The poem is divided into three stanzas, each of which presents a different aspect of poetry. In the first stanza, Coleridge describes poetry as a "riddle," a puzzle that needs to be solved. He compares poetry to a "problem in the rule of three," a mathematical concept that involves finding the value of an unknown variable. Coleridge suggests that poetry, like a mathematical problem, requires careful analysis and interpretation to uncover its true meaning.
In the second stanza, Coleridge presents poetry as a "mystery," something that cannot be fully understood or explained. He uses the metaphor of a "star" to describe poetry, suggesting that it is something that shines brightly but is also distant and elusive. Coleridge suggests that poetry, like a star, is something that can be admired and appreciated but never fully grasped.

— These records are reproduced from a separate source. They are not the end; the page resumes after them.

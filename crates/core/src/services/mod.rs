//! Default collaborator implementations
//!
//! Concrete implementations of the traits in [`crate::interfaces`], used by
//! the `pawn` binary and available to any tool built on the engine.

pub mod chained_module_resolver;
pub mod local_install_probe;
pub mod manifest_module_resolver;
pub mod process_environment;
pub mod process_launcher;
pub mod static_module_resolver;
pub mod virtual_environment;

pub use chained_module_resolver::ChainedModuleResolver;
pub use local_install_probe::{InstallManifest, LocalInstallProbe};
pub use manifest_module_resolver::{ManifestModuleResolver, PluginManifest};
pub use process_environment::ProcessEnvironment;
pub use process_launcher::ProcessLauncher;
pub use static_module_resolver::StaticModuleResolver;
pub use virtual_environment::VirtualEnvironment;
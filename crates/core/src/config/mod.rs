//! Configuration sources layered under the command line

pub mod document;
pub mod loader;

pub use document::{read_document, DocumentFormat};
pub use loader::{default_config_name, ConfigLoader, ConfigObject};
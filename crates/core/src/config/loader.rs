//! Project config file loading
//!
//! The config file is optional: a missing or malformed file yields an empty
//! [`ConfigObject`] and never fails resolution.

use super::document::{read_document, DocumentFormat};
use crate::error::{Error, Result};
use crate::interfaces::Environment;
use serde_json::{Map, Value};
use std::path::{Path, PathBuf};

/// Flat option-name → value mapping read from a config file
#[derive(Debug, Clone, Default, PartialEq)]
pub struct ConfigObject {
    values: Map<String, Value>,
}

impl ConfigObject {
    pub fn new() -> Self {
        Self::default()
    }

    /// Build from a parsed document; the top level must be a table/object
    pub fn from_value(value: Value) -> Result<Self> {
        match value {
            Value::Object(values) => Ok(Self { values }),
            other => Err(Error::ConfigError(format!(
                "Top level of a config file must be a table, found {}",
                type_name(&other)
            ))),
        }
    }

    pub fn get(&self, key: &str) -> Option<&Value> {
        self.values.get(key)
    }

    pub fn is_empty(&self) -> bool {
        self.values.is_empty()
    }

    pub fn len(&self) -> usize {
        self.values.len()
    }

    pub fn iter(&self) -> impl Iterator<Item = (&str, &Value)> {
        self.values.iter().map(|(k, v)| (k.as_str(), v))
    }
}

impl From<Map<String, Value>> for ConfigObject {
    fn from(values: Map<String, Value>) -> Self {
        Self { values }
    }
}

fn type_name(value: &Value) -> &'static str {
    match value {
        Value::Null => "null",
        Value::Bool(_) => "a boolean",
        Value::Number(_) => "a number",
        Value::String(_) => "a string",
        Value::Array(_) => "an array",
        Value::Object(_) => "an object",
    }
}

/// `pawn` + JSON -> `pawnfile.json`
pub fn default_config_name(tool: &str, format: DocumentFormat) -> String {
    format!("{tool}file.{}", format.extension())
}

/// Config file loader
pub struct ConfigLoader;

impl ConfigLoader {
    /// Path the config would be read from: the explicit one, or the first
    /// default candidate that exists in the working directory
    pub fn locate(tool: &str, explicit: Option<&Path>, env: &dyn Environment) -> Result<Option<PathBuf>> {
        if let Some(path) = explicit {
            return Ok(Some(env.resolve_path(path)?));
        }
        let cwd = env.current_dir()?;
        Ok(DocumentFormat::ALL
            .iter()
            .map(|format| cwd.join(default_config_name(tool, *format)))
            .find(|candidate| candidate.is_file()))
    }

    /// Load the config, reporting every failure
    pub fn try_load(tool: &str, explicit: Option<&Path>, env: &dyn Environment) -> Result<ConfigObject> {
        match Self::locate(tool, explicit, env)? {
            Some(path) => {
                let config = ConfigObject::from_value(read_document(&path)?)?;
                tracing::debug!("Loaded config from {:?} ({} keys)", path, config.len());
                Ok(config)
            }
            None => Ok(ConfigObject::new()),
        }
    }

    /// Load the config; any failure yields an empty config
    pub fn load(tool: &str, explicit: Option<&Path>, env: &dyn Environment) -> ConfigObject {
        match Self::try_load(tool, explicit, env) {
            Ok(config) => config,
            Err(e) => {
                tracing::debug!("Ignoring config for '{}': {}", tool, e);
                ConfigObject::new()
            }
        }
    }
}
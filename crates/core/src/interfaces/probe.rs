//! Local installation probe interface

use super::Environment;
use crate::error::Result;
use std::path::PathBuf;

/// What the invocation explicitly asked for, as seen before any resolution
#[derive(Debug, Clone, Default, PartialEq, Eq)]
pub struct ProbeRequest {
    pub cwd: Option<PathBuf>,
    pub config_path: Option<PathBuf>,
}

/// Facts the probe resolved on its own
#[derive(Debug, Clone, PartialEq, Eq)]
pub struct ProbeReport {
    /// Project base directory
    pub cwd: PathBuf,
    /// Config file found for the project
    pub config_path: Option<PathBuf>,
    /// Entry point of a project-local installation
    pub local_entry: Option<PathBuf>,
    /// Version of the project-local installation
    pub local_version: Option<String>,
}

impl ProbeReport {
    pub fn without_install(cwd: PathBuf) -> Self {
        Self {
            cwd,
            config_path: None,
            local_entry: None,
            local_version: None,
        }
    }
}

/// Trait for detecting a project-local installation of a tool
pub trait EnvironmentProbe: Send + Sync {
    fn probe(&self, tool: &str, request: &ProbeRequest, env: &dyn Environment) -> Result<ProbeReport>;
}
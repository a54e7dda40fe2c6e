//! Multi-pass configuration resolution
//!
//! 1. bootstrap parse against built-ins + tool options; apply `--cwd` and
//!    resolve `--configPath`
//! 2. load the config file (best effort)
//! 3. re-parse with config and environment layered beneath the command line
//!    and read the requested plugin list
//! 4. load plugins and extend the schema with their options
//! 5. stop here for `--help` / `--version`
//! 6. final strict parse against the extended schema

use crate::config::{ConfigLoader, ConfigObject};
use crate::error::Result;
use crate::interfaces::{Environment, ModuleResolver};
use crate::parser::{ArgumentParser, ParseLayers, ParseMode, ParseResult};
use crate::plugins::{PluginLoader, PluginRegistry};
use crate::schema::builtins::{CONFIG_PATH, CWD, HELP, PLUGINS, VERSION};
use crate::schema::{CollisionPolicy, MergedSchema, OptionGroup, OptionSchema};
use std::path::{Path, PathBuf};

/// How a resolution run ended
#[derive(Debug)]
pub enum Resolution {
    /// Final parse succeeded; ready to emit a session
    Complete {
        parsed: ParseResult,
        plugins: PluginRegistry,
        schema: MergedSchema,
    },
    /// `--help` was requested; carries the fully extended schema
    Help { schema: MergedSchema },
    /// `--version` was requested
    Version,
}

pub struct ConfigurationResolver<'a> {
    tool: &'a str,
    tool_options: &'a OptionSchema,
    modules: &'a dyn ModuleResolver,
    policy: CollisionPolicy,
}

impl<'a> ConfigurationResolver<'a> {
    pub fn new(tool: &'a str, tool_options: &'a OptionSchema, modules: &'a dyn ModuleResolver) -> Self {
        Self {
            tool,
            tool_options,
            modules,
            policy: CollisionPolicy::default(),
        }
    }

    pub fn with_policy(mut self, policy: CollisionPolicy) -> Self {
        self.policy = policy;
        self
    }

    /// Schema every resolution starts from: built-ins plus the tool's options
    pub fn base_schema(&self) -> Result<MergedSchema> {
        MergedSchema::builtins().extend(self.tool_options, OptionGroup::General, self.policy)
    }

    pub fn resolve(&self, tokens: &[String], env: &mut dyn Environment) -> Result<Resolution> {
        let base = self.base_schema()?;

        let config_path = self.bootstrap(tokens, &base, env)?;
        let config = ConfigLoader::load(self.tool, config_path.as_deref(), env);

        let layered = ArgumentParser::new(self.tool, &base).parse(
            tokens,
            ParseLayers::new(&config, self.tool, env),
            ParseMode::Lenient,
        )?;
        tracing::debug!("Pass 2 resolved {} option(s)", layered.options.len());

        let requested = layered.get_list(PLUGINS);
        let plugins = PluginLoader::new(self.tool, self.modules).load(&requested, env)?;
        let schema = self.extend_with_plugins(base, &plugins)?;

        if layered.get_bool(HELP) {
            return Ok(Resolution::Help { schema });
        }
        if layered.get_bool(VERSION) {
            return Ok(Resolution::Version);
        }

        let parsed = self.final_pass(tokens, &schema, &config, env)?;
        Ok(Resolution::Complete {
            parsed,
            plugins,
            schema,
        })
    }

    /// Pass 1: only its `cwd` and `configPath` are used
    fn bootstrap(&self, tokens: &[String], schema: &MergedSchema, env: &mut dyn Environment) -> Result<Option<PathBuf>> {
        let first = ArgumentParser::new(self.tool, schema).parse(tokens, ParseLayers::none(), ParseMode::Lenient)?;

        if let Some(cwd) = first.get_str(CWD) {
            let target = env.resolve_path(Path::new(cwd))?;
            env.set_current_dir(&target)?;
            tracing::info!("Changed working directory to {:?}", target);
        }

        match first.get_str(CONFIG_PATH) {
            Some(path) => {
                let resolved = env.resolve_path(Path::new(path))?;
                tracing::debug!("Config path resolved to {:?}", resolved);
                Ok(Some(resolved))
            }
            None => Ok(None),
        }
    }

    fn extend_with_plugins(&self, mut schema: MergedSchema, plugins: &PluginRegistry) -> Result<MergedSchema> {
        for (id, plugin) in plugins.iter() {
            if let Some(options) = plugin.options() {
                schema = schema.extend(&options, OptionGroup::Plugin(id.to_string()), self.policy)?;
                tracing::debug!(
                    "Plugin '{}' added {} option(s), schema now v{}",
                    id,
                    options.len(),
                    schema.version()
                );
            }
        }
        Ok(schema)
    }

    fn final_pass(
        &self,
        tokens: &[String],
        schema: &MergedSchema,
        config: &ConfigObject,
        env: &dyn Environment,
    ) -> Result<ParseResult> {
        ArgumentParser::new(self.tool, schema).parse(tokens, ParseLayers::new(config, self.tool, env), ParseMode::Strict)
    }
}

In the final stanza, Coleridge presents poetry as a "miracle," something that is beyond human understanding. He uses the metaphor of a "flower" to describe poetry, suggesting that it is something that grows and blooms without explanation or reason. Coleridge suggests that poetry, like a flower, is something that is beautiful and mysterious, something that cannot be fully explained or understood.
Throughout the poem, Coleridge challenges the reader's perception of poetry and its purpose. He suggests that poetry is not just a form of entertainment or a means of self-expression but something much more profound and complex. He suggests that poetry is a puzzle, a mystery, and a miracle, something that requires careful analysis and interpretation to fully appreciate.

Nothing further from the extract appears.